The departure forces his sons to spend a year living in the apartment of their monstrously intimidating grandmother, an exceedingly bitter German-American widow known only as Grandma Kurnitz (Cynthia Harris), and their sweet, mentally slow, highly excitable 35-year-old aunt, Bella (Finnerty Steeves).
Kept under close watch by her mother, Bella incurs the elderly woman's wrath and nearly rips the family apart when she struggles to break free from the limitations of her disabilities and the tyrannical rule of her mother.

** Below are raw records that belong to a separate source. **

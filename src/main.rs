use anyhow::Result;
use clap::Parser;

use riksdag_corpus::config::Config;
use riksdag_corpus::pipeline::{self, RunOptions};

/// Download AI-related documents from Riksdagen
#[derive(Debug, Parser)]
#[command(name = "riksdag-corpus", version, about)]
struct Cli {
    /// Count documents without downloading
    #[arg(long)]
    dry_run: bool,

    /// Limit documents per type/term (for testing)
    #[arg(long, value_name = "N")]
    limit: Option<usize>,
}

#[tokio::main]
async fn main() -> Result<()> {
    let cli = Cli::parse();
    let config = Config::default();

    println!("Riksdagen AI Discourse Corpus Downloader");
    println!("Search terms: {:?}", config.search_terms);
    println!(
        "Document types: {:?}",
        config
            .document_types
            .iter()
            .map(|t| t.code.as_str())
            .collect::<Vec<_>>()
    );
    println!("Date range: {} onwards", config.date_from);
    println!("Output directory: {}", config.data_dir.display());

    if cli.dry_run {
        println!("\n[DRY RUN MODE - no files will be downloaded]");
    }

    let options = RunOptions {
        dry_run: cli.dry_run,
        limit: cli.limit,
    };

    let summaries = pipeline::download_corpus(&config, options).await?;
    pipeline::print_summary(&config, &summaries);

    Ok(())
}
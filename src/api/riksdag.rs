use anyhow::{Context, Result};
use reqwest::Client;

use crate::config::Config;
use crate::models::{DocumentListResponse, DocumentMetadata};
use crate::pipeline::group_digits;
use crate::throttle::Throttle;

/// Marker that identifies a metadata stub returned by the document endpoint
/// instead of full text.
const STATUS_STUB_MARKER: &str = "<dokumentstatus>";

/// Bodies shorter than this that carry the stub marker are treated as stubs.
/// Real documents with embedded status markup are far larger.
const STATUS_STUB_MAX_BYTES: usize = 5000;

/// Client for the Riksdag open data API.
pub struct RiksdagClient {
    client: Client,
    base_url: String,
    page_size: usize,
    page_throttle: Throttle,
}

impl RiksdagClient {
    /// Create a new client. The underlying HTTP connection pool is shared
    /// across every request for the lifetime of the run.
    pub fn new(config: &Config) -> Result<Self> {
        Ok(Self {
            client: Client::builder()
                .user_agent(concat!("riksdag-corpus/", env!("CARGO_PKG_VERSION")))
                .timeout(config.request_timeout)
                .build()
                .context("Failed to create HTTP client")?,
            base_url: config.base_url.clone(),
            page_size: config.page_size,
            page_throttle: Throttle::new(config.page_delay),
        })
    }

    /// Fetch one page of document metadata for a (search term, type) pair.
    ///
    /// Returns the page's documents and the total hit count the API reports
    /// across all pages. A response without the `dokumentlista` envelope
    /// counts as zero results. A non-success HTTP status is an error and
    /// aborts the run.
    pub async fn fetch_document_list(
        &self,
        search_term: &str,
        doc_type: &str,
        date_from: &str,
        page: usize,
    ) -> Result<(Vec<DocumentMetadata>, u64)> {
        let page_str = page.to_string();
        let size_str = self.page_size.to_string();
        let params: [(&str, &str); 8] = [
            ("sok", search_term),
            ("doktyp", doc_type),
            ("from", date_from),
            ("utformat", "json"),
            ("sort", "datum"),
            ("sortorder", "desc"),
            ("p", &page_str),
            ("sz", &size_str),
        ];

        let url = format!("{}/dokumentlista/", self.base_url);
        let response = self
            .client
            .get(&url)
            .query(&params)
            .send()
            .await
            .context("Failed to query document list")?;

        if !response.status().is_success() {
            anyhow::bail!(
                "Document list request failed for '{}' ({}): HTTP {}",
                search_term,
                doc_type,
                response.status()
            );
        }

        let body: DocumentListResponse = response
            .json()
            .await
            .context("Failed to parse document list response")?;

        match body.dokumentlista {
            Some(list) => Ok((list.dokument, list.traffar)),
            None => Ok((Vec::new(), 0)),
        }
    }

    /// Fetch all document metadata for a (search term, type) pair,
    /// paginating until the last page or until `limit` documents have been
    /// accumulated. With a limit, the result never exceeds it.
    pub async fn fetch_all_documents(
        &self,
        search_term: &str,
        doc_type: &str,
        date_from: &str,
        limit: Option<usize>,
    ) -> Result<Vec<DocumentMetadata>> {
        let mut all_docs: Vec<DocumentMetadata> = Vec::new();
        let mut page = 1;

        loop {
            let (docs, total_hits) = self
                .fetch_document_list(search_term, doc_type, date_from, page)
                .await?;

            if docs.is_empty() {
                break;
            }

            let page_count = docs.len();
            all_docs.extend(docs);
            println!(
                "      Page {}: {} docs (total: {}/{})",
                page,
                page_count,
                group_digits(all_docs.len()),
                group_digits(total_hits as usize)
            );

            if let Some(limit) = limit {
                if all_docs.len() >= limit {
                    all_docs.truncate(limit);
                    break;
                }
            }

            if page_count < self.page_size {
                // Last page
                break;
            }

            page += 1;
            self.page_throttle.pause().await;
        }

        Ok(all_docs)
    }

    /// Download the full text content of a document.
    ///
    /// Tries the document endpoint first (most complete). Some ids return a
    /// short XML metadata stub there; those fall back to the `.text`
    /// endpoint. Errors from either request are reported to the caller,
    /// which counts the document as failed and moves on.
    pub async fn fetch_document_content(&self, doc_id: &str) -> Result<String> {
        let url = format!("{}/dokument/{}", self.base_url, doc_id);
        let content = self.fetch_text(&url).await?;

        if Self::is_status_stub(&content) {
            let text_url = format!("{}/dokument/{}.text", self.base_url, doc_id);
            return self.fetch_text(&text_url).await;
        }

        Ok(content)
    }

    /// Detect the metadata-only stub some document ids return.
    fn is_status_stub(content: &str) -> bool {
        content.contains(STATUS_STUB_MARKER) && content.len() < STATUS_STUB_MAX_BYTES
    }

    async fn fetch_text(&self, url: &str) -> Result<String> {
        let response = self
            .client
            .get(url)
            .send()
            .await
            .context("Failed to fetch document")?;

        if !response.status().is_success() {
            anyhow::bail!("Failed to fetch {}: HTTP {}", url, response.status());
        }

        response
            .text()
            .await
            .context("Failed to read document content")
    }
}
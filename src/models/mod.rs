mod document;
mod stats;

pub use document::{DocumentList, DocumentListResponse, DocumentMetadata, TaggedDocument};
pub use stats::DownloadStats;
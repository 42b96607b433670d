use std::fmt;

use chrono::{Local, TimeZone};
use serde::{Deserialize, Serialize};

/// Opaque key identifying one point in a record's change history.
///
/// Keys arrive in chronological order and sort the same way they arrive, so
/// comparing two revisions compares their place in history.
#[derive(Clone, Debug, PartialEq, Eq, PartialOrd, Ord, Hash, Serialize, Deserialize)]
#[serde(transparent)]
pub struct Revision(String);

impl Revision {
    pub fn new(key: impl Into<String>) -> Self {
        Revision(key.into())
    }

    pub fn as_str(&self) -> &str {
        &self.0
    }

    /// Timestamp label in local time, e.g. `2021-02-03 12:00:00 (1612324800)`.
    /// Keys that are not unix-second values fall back to the raw key.
    pub fn label(&self) -> String {
        let stamp = self
            .0
            .parse::<i64>()
            .ok()
            .and_then(|secs| Local.timestamp_opt(secs, 0).single());
        match stamp {
            Some(stamp) => format!("{} ({})", stamp.format("%Y-%m-%d %H:%M:%S"), self.0),
            None => self.0.clone(),
        }
    }
}

impl fmt::Display for Revision {
    fn fmt(&self, f: &mut fmt::Formatter<'_>) -> fmt::Result {
        write!(f, "{}", self.0)
    }
}

impl From<&str> for Revision {
    fn from(key: &str) -> Self {
        Revision::new(key)
    }
}

impl From<String> for Revision {
    fn from(key: String) -> Self {
        Revision::new(key)
    }
}

/// A checkout target: an explicit revision key, or a signed index into the
/// log's key order. Negative indexes count from the end, so `-1` is the
/// newest known revision.
#[derive(Clone, Debug, PartialEq, Eq)]
pub enum RevisionSpec {
    Key(Revision),
    Index(isize),
}

impl fmt::Display for RevisionSpec {
    fn fmt(&self, f: &mut fmt::Formatter<'_>) -> fmt::Result {
        match self {
            RevisionSpec::Key(revision) => write!(f, "{}", revision),
            RevisionSpec::Index(index) => write!(f, "index {}", index),
        }
    }
}

impl From<Revision> for RevisionSpec {
    fn from(revision: Revision) -> Self {
        RevisionSpec::Key(revision)
    }
}

impl From<&Revision> for RevisionSpec {
    fn from(revision: &Revision) -> Self {
        RevisionSpec::Key(revision.clone())
    }
}

impl From<&str> for RevisionSpec {
    fn from(key: &str) -> Self {
        RevisionSpec::Key(Revision::new(key))
    }
}

impl From<String> for RevisionSpec {
    fn from(key: String) -> Self {
        RevisionSpec::Key(Revision::new(key))
    }
}

impl From<isize> for RevisionSpec {
    fn from(index: isize) -> Self {
        RevisionSpec::Index(index)
    }
}

impl From<i32> for RevisionSpec {
    fn from(index: i32) -> Self {
        RevisionSpec::Index(index as isize)
    }
}
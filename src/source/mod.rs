mod error;
#[cfg(feature = "http")]
mod http;
mod source;

pub use error::SourceError;
#[cfg(feature = "http")]
pub use http::{HttpChangeSource, DEFAULT_BASE_URL};
pub use source::{BaseBundle, ChangeEntry, ChangeSource, SecondaryBundle, SecondaryChange};
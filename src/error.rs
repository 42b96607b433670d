use std::fmt;

use crate::delta::ParseDeltaError;
use crate::record::RecordError;
use crate::source::SourceError;

/// Any failure surfaced by a capsule operation.
#[derive(Clone, Debug, PartialEq)]
pub enum Error {
    /// The change source failed or returned something unusable.
    Source(SourceError),
    /// A checkout or field access failed.
    Record(RecordError),
    /// A pulled delta token did not parse.
    Malformed(ParseDeltaError),
}

impl fmt::Display for Error {
    fn fmt(&self, f: &mut fmt::Formatter<'_>) -> fmt::Result {
        match self {
            Error::Source(err) => write!(f, "{}", err),
            Error::Record(err) => write!(f, "{}", err),
            Error::Malformed(err) => write!(f, "{}", err),
        }
    }
}

impl std::error::Error for Error {}

impl From<SourceError> for Error {
    fn from(err: SourceError) -> Self {
        Error::Source(err)
    }
}

impl From<RecordError> for Error {
    fn from(err: RecordError) -> Self {
        Error::Record(err)
    }
}

impl From<ParseDeltaError> for Error {
    fn from(err: ParseDeltaError) -> Self {
        Error::Malformed(err)
    }
}
use std::collections::HashMap;

use crate::delta::FieldMap;
use crate::revision::Revision;

use super::error::SourceError;

/// Immutable starting state for a primary record, together with the
/// secondary records that already existed when tracking began.
#[derive(Clone, Debug, PartialEq)]
pub struct BaseBundle {
    pub primary: FieldMap,
    pub secondaries: Vec<SecondaryBundle>,
}

/// One bundled secondary record's id and initial fields.
#[derive(Clone, Debug, PartialEq)]
pub struct SecondaryBundle {
    pub id: String,
    pub fields: FieldMap,
}

/// Everything that changed at one revision: the primary's raw delta plus the
/// per-id secondary deltas. A secondary absent from the map had no change.
#[derive(Clone, Debug, PartialEq)]
pub struct ChangeEntry {
    pub revision: Revision,
    pub primary: String,
    pub secondaries: HashMap<String, SecondaryChange>,
}

/// Wire-level shape of one secondary's change at one revision.
#[derive(Clone, Debug, PartialEq)]
pub enum SecondaryChange {
    /// Full payload: the secondary came into existence here.
    Created(FieldMap),
    /// The secondary was removed here.
    Deleted,
    /// Raw positional field diff.
    Diff(String),
}

/// Where base snapshots and delta batches come from.
///
/// The engine only ever issues these two requests; transport, decoding and
/// caching live behind this seam.
pub trait ChangeSource {
    /// Fetch the base snapshot bundle for a record id.
    fn fetch_base(&self, record_id: &str) -> Result<BaseBundle, SourceError>;

    /// Fetch the change entries strictly newer than `watermark`, oldest
    /// first. `None` asks for the whole history.
    fn fetch_changes_since(
        &self,
        record_id: &str,
        watermark: Option<&Revision>,
    ) -> Result<Vec<ChangeEntry>, SourceError>;
}
//! Reconstruct the historical state of a forum post and its comments at any
//! point in a linear revision history.
//!
//! A [`Capsule`] owns one post record and a growing set of comment records,
//! all materialized from immutable base snapshots plus append-only delta
//! logs pulled from a [`ChangeSource`]. Checkouts move every member to one
//! logical revision: advancing reuses the cached materialization, rewinding
//! rebuilds from the base.
//!
//! ```no_run
//! let mut capsule = timecapsule::open("42");
//! capsule.checkout(-1)?; // newest revision
//! let up = capsule.post()?.field("up")?.clone();
//! capsule.checkout(0)?; // back to the first revision
//! # Ok::<(), timecapsule::Error>(())
//! ```

mod capsule;
mod delta;
mod error;
mod record;
mod revision;
mod source;

pub use capsule::Capsule;
pub use delta::{DeltaLog, DeltaToken, FieldDelta, FieldMap, ParseDeltaError, RecordKind};
pub use error::Error;
pub use record::{RecordError, VersionedRecord};
pub use revision::{Revision, RevisionSpec};
pub use source::{
    BaseBundle, ChangeEntry, ChangeSource, SecondaryBundle, SecondaryChange, SourceError,
};
#[cfg(feature = "http")]
pub use source::{HttpChangeSource, DEFAULT_BASE_URL};

/// Open a lazy capsule for a post over the default HTTP change source.
///
/// No request is made until the first access.
#[cfg(feature = "http")]
pub fn open(post_id: impl Into<String>) -> Capsule<HttpChangeSource> {
    Capsule::open(post_id)
}
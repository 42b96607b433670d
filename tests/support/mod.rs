use std::cell::RefCell;
use std::collections::HashMap;
use std::rc::Rc;

use serde_json::Value;
use timecapsule::{
    BaseBundle, ChangeEntry, ChangeSource, FieldMap, Revision, SecondaryBundle, SecondaryChange,
    SourceError,
};

pub fn fields(value: Value) -> FieldMap {
    match value {
        Value::Object(map) => map,
        other => panic!("expected an object, got {}", other),
    }
}

pub fn bundle(primary: Value, comments: &[(&str, Value)]) -> BaseBundle {
    BaseBundle {
        primary: fields(primary),
        secondaries: comments
            .iter()
            .map(|(id, comment)| SecondaryBundle {
                id: id.to_string(),
                fields: fields(comment.clone()),
            })
            .collect(),
    }
}

pub fn entry(revision: &str, primary: &str, comments: &[(&str, Value)]) -> ChangeEntry {
    let mut secondaries = HashMap::new();
    for (id, change) in comments {
        let change = match change.clone() {
            Value::Object(payload) => SecondaryChange::Created(payload),
            Value::Null => SecondaryChange::Deleted,
            Value::String(raw) => SecondaryChange::Diff(raw),
            other => panic!("unsupported scripted change: {}", other),
        };
        secondaries.insert(id.to_string(), change);
    }
    ChangeEntry {
        revision: Revision::from(revision),
        primary: primary.to_string(),
        secondaries,
    }
}

struct Script {
    post_id: String,
    base: BaseBundle,
    entries: Vec<ChangeEntry>,
    fail_next_pull: bool,
    pulls: usize,
    last_start: Option<Revision>,
}

/// In-memory change source driven by a pre-written history. Tests keep a
/// clone to extend the script or observe the pulls the capsule makes.
#[derive(Clone)]
pub struct ScriptedSource {
    script: Rc<RefCell<Script>>,
}

impl ScriptedSource {
    pub fn new(post_id: &str, base: BaseBundle, entries: Vec<ChangeEntry>) -> Self {
        ScriptedSource {
            script: Rc::new(RefCell::new(Script {
                post_id: post_id.to_string(),
                base,
                entries,
                fail_next_pull: false,
                pulls: 0,
                last_start: None,
            })),
        }
    }

    pub fn push_entry(&self, entry: ChangeEntry) {
        self.script.borrow_mut().entries.push(entry);
    }

    pub fn fail_next_pull(&self) {
        self.script.borrow_mut().fail_next_pull = true;
    }

    pub fn pulls(&self) -> usize {
        self.script.borrow().pulls
    }

    pub fn last_start(&self) -> Option<Revision> {
        self.script.borrow().last_start.clone()
    }
}

impl ChangeSource for ScriptedSource {
    fn fetch_base(&self, record_id: &str) -> Result<BaseBundle, SourceError> {
        let script = self.script.borrow();
        if record_id != script.post_id {
            return Err(SourceError::NotFound(record_id.to_string()));
        }
        Ok(script.base.clone())
    }

    fn fetch_changes_since(
        &self,
        record_id: &str,
        watermark: Option<&Revision>,
    ) -> Result<Vec<ChangeEntry>, SourceError> {
        let mut script = self.script.borrow_mut();
        script.pulls += 1;
        script.last_start = watermark.cloned();
        if script.fail_next_pull {
            script.fail_next_pull = false;
            return Err(SourceError::Transport {
                status: Some(500),
                message: "scripted failure".to_string(),
            });
        }
        if record_id != script.post_id {
            return Err(SourceError::NotFound(record_id.to_string()));
        }
        let start = match watermark {
            None => 0,
            Some(mark) => match script
                .entries
                .iter()
                .position(|entry| &entry.revision == mark)
            {
                Some(position) => position + 1,
                None => 0,
            },
        };
        Ok(script.entries[start..].to_vec())
    }
}
mod log;
mod token;

pub use log::DeltaLog;
pub use token::{DeltaToken, FieldDelta, FieldMap, ParseDeltaError, RecordKind};
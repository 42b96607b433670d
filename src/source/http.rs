use std::collections::HashMap;
use std::sync::RwLock;

use serde::Deserialize;
use serde_json::Value;
use tracing::debug;

use crate::delta::FieldMap;
use crate::revision::Revision;

use super::error::SourceError;
use super::source::{BaseBundle, ChangeEntry, ChangeSource, SecondaryBundle, SecondaryChange};

/// Endpoint the convenience constructors point at.
pub const DEFAULT_BASE_URL: &str = "http://lgulife.furchain.xyz";

/// Blocking HTTP client for the change service.
///
/// Base bundles never change once served, so they are cached per record id
/// for the lifetime of the client. Change batches are not cached: the
/// capsule's watermark already guarantees each revision is fetched once.
pub struct HttpChangeSource {
    base_url: String,
    http: reqwest::blocking::Client,
    base_cache: RwLock<HashMap<String, BaseBundle>>,
}

impl HttpChangeSource {
    pub fn new(base_url: impl Into<String>) -> Self {
        HttpChangeSource {
            base_url: base_url.into().trim_end_matches('/').to_string(),
            http: reqwest::blocking::Client::new(),
            base_cache: RwLock::new(HashMap::new()),
        }
    }

    pub fn base_url(&self) -> &str {
        &self.base_url
    }
}

impl Default for HttpChangeSource {
    fn default() -> Self {
        HttpChangeSource::new(DEFAULT_BASE_URL)
    }
}

impl ChangeSource for HttpChangeSource {
    fn fetch_base(&self, record_id: &str) -> Result<BaseBundle, SourceError> {
        {
            let cache = self
                .base_cache
                .read()
                .unwrap_or_else(|poisoned| poisoned.into_inner());
            if let Some(bundle) = cache.get(record_id) {
                return Ok(bundle.clone());
            }
        }

        let url = format!("{}/base?post_id={}", self.base_url, record_id);
        let response = self.http.get(&url).send().map_err(transport)?;
        let status = response.status();
        if status == reqwest::StatusCode::NOT_FOUND {
            return Err(SourceError::NotFound(record_id.to_string()));
        }
        if !status.is_success() {
            return Err(SourceError::Transport {
                status: Some(status.as_u16()),
                message: response.text().unwrap_or_default(),
            });
        }
        let payload: Value = response.json().map_err(transport)?;
        let bundle = decode_base(payload)?;
        debug!(
            record_id,
            comments = bundle.secondaries.len(),
            "fetched base snapshot"
        );
        self.base_cache
            .write()
            .unwrap_or_else(|poisoned| poisoned.into_inner())
            .insert(record_id.to_string(), bundle.clone());
        Ok(bundle)
    }

    fn fetch_changes_since(
        &self,
        record_id: &str,
        watermark: Option<&Revision>,
    ) -> Result<Vec<ChangeEntry>, SourceError> {
        let start = watermark.map(Revision::as_str).unwrap_or("");
        let url = format!(
            "{}/change?post_id={}&start={}",
            self.base_url, record_id, start
        );
        let response = self.http.get(&url).send().map_err(transport)?;
        let status = response.status();
        if !status.is_success() {
            return Err(SourceError::Transport {
                status: Some(status.as_u16()),
                message: response.text().unwrap_or_default(),
            });
        }
        let payload: Value = response.json().map_err(transport)?;
        let entries = decode_changes(payload)?;
        debug!(record_id, start, pulled = entries.len(), "fetched change batch");
        Ok(entries)
    }
}

fn transport(err: reqwest::Error) -> SourceError {
    SourceError::Transport {
        status: err.status().map(|status| status.as_u16()),
        message: err.to_string(),
    }
}

#[derive(Deserialize)]
struct WireChanges {
    version: Vec<Value>,
    post: Vec<String>,
    comment: Vec<HashMap<String, Value>>,
}

fn revision_from(value: &Value) -> Result<Revision, SourceError> {
    match value {
        Value::String(key) => Ok(Revision::new(key.clone())),
        Value::Number(key) => Ok(Revision::new(key.to_string())),
        other => Err(SourceError::Decode(format!(
            "unsupported revision key {}",
            other
        ))),
    }
}

fn id_from(value: &Value) -> Option<String> {
    match value {
        Value::String(id) => Some(id.clone()),
        Value::Number(id) => Some(id.to_string()),
        _ => None,
    }
}

/// Decode the `/base` payload: primary fields with the service's `_id`
/// renamed to `post_id`, plus the bundled comment payloads.
pub(crate) fn decode_base(payload: Value) -> Result<BaseBundle, SourceError> {
    let mut fields = match payload {
        Value::Object(fields) => fields,
        other => {
            return Err(SourceError::Decode(format!(
                "base payload is not an object: {}",
                other
            )))
        }
    };
    if let Some(id) = fields.remove("_id") {
        fields.insert("post_id".to_string(), id);
    }

    let mut secondaries = Vec::new();
    if let Some(bundled) = fields.remove("comment") {
        let items = match bundled {
            Value::Array(items) => items,
            other => {
                return Err(SourceError::Decode(format!(
                    "bundled comments are not a list: {}",
                    other
                )))
            }
        };
        for item in items {
            let comment_fields: FieldMap = match item {
                Value::Object(comment_fields) => comment_fields,
                other => {
                    return Err(SourceError::Decode(format!(
                        "bundled comment is not an object: {}",
                        other
                    )))
                }
            };
            let id = comment_fields
                .get("comment_id")
                .and_then(id_from)
                .ok_or_else(|| {
                    SourceError::Decode("bundled comment has no comment_id".to_string())
                })?;
            secondaries.push(SecondaryBundle {
                id,
                fields: comment_fields,
            });
        }
    }
    Ok(BaseBundle {
        primary: fields,
        secondaries,
    })
}

/// Decode the `/change` payload: parallel `version`/`post`/`comment` arrays
/// zipped into one entry per revision.
pub(crate) fn decode_changes(payload: Value) -> Result<Vec<ChangeEntry>, SourceError> {
    let wire: WireChanges =
        serde_json::from_value(payload).map_err(|err| SourceError::Decode(err.to_string()))?;
    if wire.post.len() != wire.version.len() || wire.comment.len() != wire.version.len() {
        return Err(SourceError::Decode(format!(
            "change arrays disagree: {} revisions, {} post deltas, {} comment maps",
            wire.version.len(),
            wire.post.len(),
            wire.comment.len()
        )));
    }

    let mut entries = Vec::with_capacity(wire.version.len());
    for ((revision, primary), comments) in wire.version.iter().zip(wire.post).zip(wire.comment) {
        let revision = revision_from(revision)?;
        let mut secondaries = HashMap::with_capacity(comments.len());
        for (id, change) in comments {
            let change = match change {
                Value::Object(fields) => SecondaryChange::Created(fields),
                Value::Null => SecondaryChange::Deleted,
                Value::String(raw) => SecondaryChange::Diff(raw),
                other => {
                    return Err(SourceError::Decode(format!(
                        "unsupported comment delta for {}: {}",
                        id, other
                    )))
                }
            };
            secondaries.insert(id, change);
        }
        entries.push(ChangeEntry {
            revision,
            primary,
            secondaries,
        });
    }
    Ok(entries)
}

#[cfg(test)]
mod tests {
    use super::*;
    use serde_json::json;

    #[test]
    fn decode_base_renames_id_and_splits_comments() {
        let bundle = decode_base(json!({
            "_id": "42",
            "date": "2021-02-03",
            "up": 1,
            "comment": [
                {"comment_id": "c1", "up": 0, "hot": 0},
                {"comment_id": 7, "up": 2, "hot": 1},
            ],
        }))
        .unwrap();

        assert_eq!(bundle.primary["post_id"], json!("42"));
        assert!(bundle.primary.get("_id").is_none());
        assert!(bundle.primary.get("comment").is_none());
        assert_eq!(bundle.secondaries.len(), 2);
        assert_eq!(bundle.secondaries[0].id, "c1");
        assert_eq!(bundle.secondaries[1].id, "7");
        assert_eq!(bundle.secondaries[1].fields["up"], json!(2));
    }

    #[test]
    fn decode_base_requires_comment_ids() {
        let err = decode_base(json!({"_id": "42", "comment": [{"up": 0}]})).unwrap_err();
        assert!(matches!(err, SourceError::Decode(_)));
    }

    #[test]
    fn decode_changes_zips_the_arrays() {
        let entries = decode_changes(json!({
            "version": ["100", 200],
            "post": [",,2,", ""],
            "comment": [
                {"c1": {"comment_id": "c1", "up": 0}},
                {"c1": ",1,,1,", "c2": null},
            ],
        }))
        .unwrap();

        assert_eq!(entries.len(), 2);
        assert_eq!(entries[0].revision, Revision::from("100"));
        assert_eq!(entries[1].revision, Revision::from("200"));
        assert_eq!(entries[1].primary, "");
        assert!(matches!(
            entries[0].secondaries["c1"],
            SecondaryChange::Created(_)
        ));
        assert!(matches!(
            entries[1].secondaries["c1"],
            SecondaryChange::Diff(_)
        ));
        assert_eq!(entries[1].secondaries["c2"], SecondaryChange::Deleted);
    }

    #[test]
    fn decode_changes_rejects_mismatched_arrays() {
        let err = decode_changes(json!({
            "version": ["100"],
            "post": [],
            "comment": [],
        }))
        .unwrap_err();
        assert!(matches!(err, SourceError::Decode(_)));
    }

    #[test]
    fn default_points_at_the_public_endpoint() {
        let source = HttpChangeSource::default();
        assert_eq!(source.base_url(), DEFAULT_BASE_URL);
        let trimmed = HttpChangeSource::new("http://example.test/");
        assert_eq!(trimmed.base_url(), "http://example.test");
    }
}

In the Neil Simon canon, “Yonkers” followed close on the heels of the playwright's semi-autobiographical “Eugene” trilogy (“Brighton Beach Memoirs”; “Biloxi Blues”; “Broadway Bound”), so named because the plays traced the story of Eugene Jerome from his adolescence to the beginning of his career as an aspiring comedy writer.
As has usually been the case with Simon, there were some critics who carped about the sit-com quality of some of the comedy writing in the trilogy as well as what they viewed as excessive sentimentality.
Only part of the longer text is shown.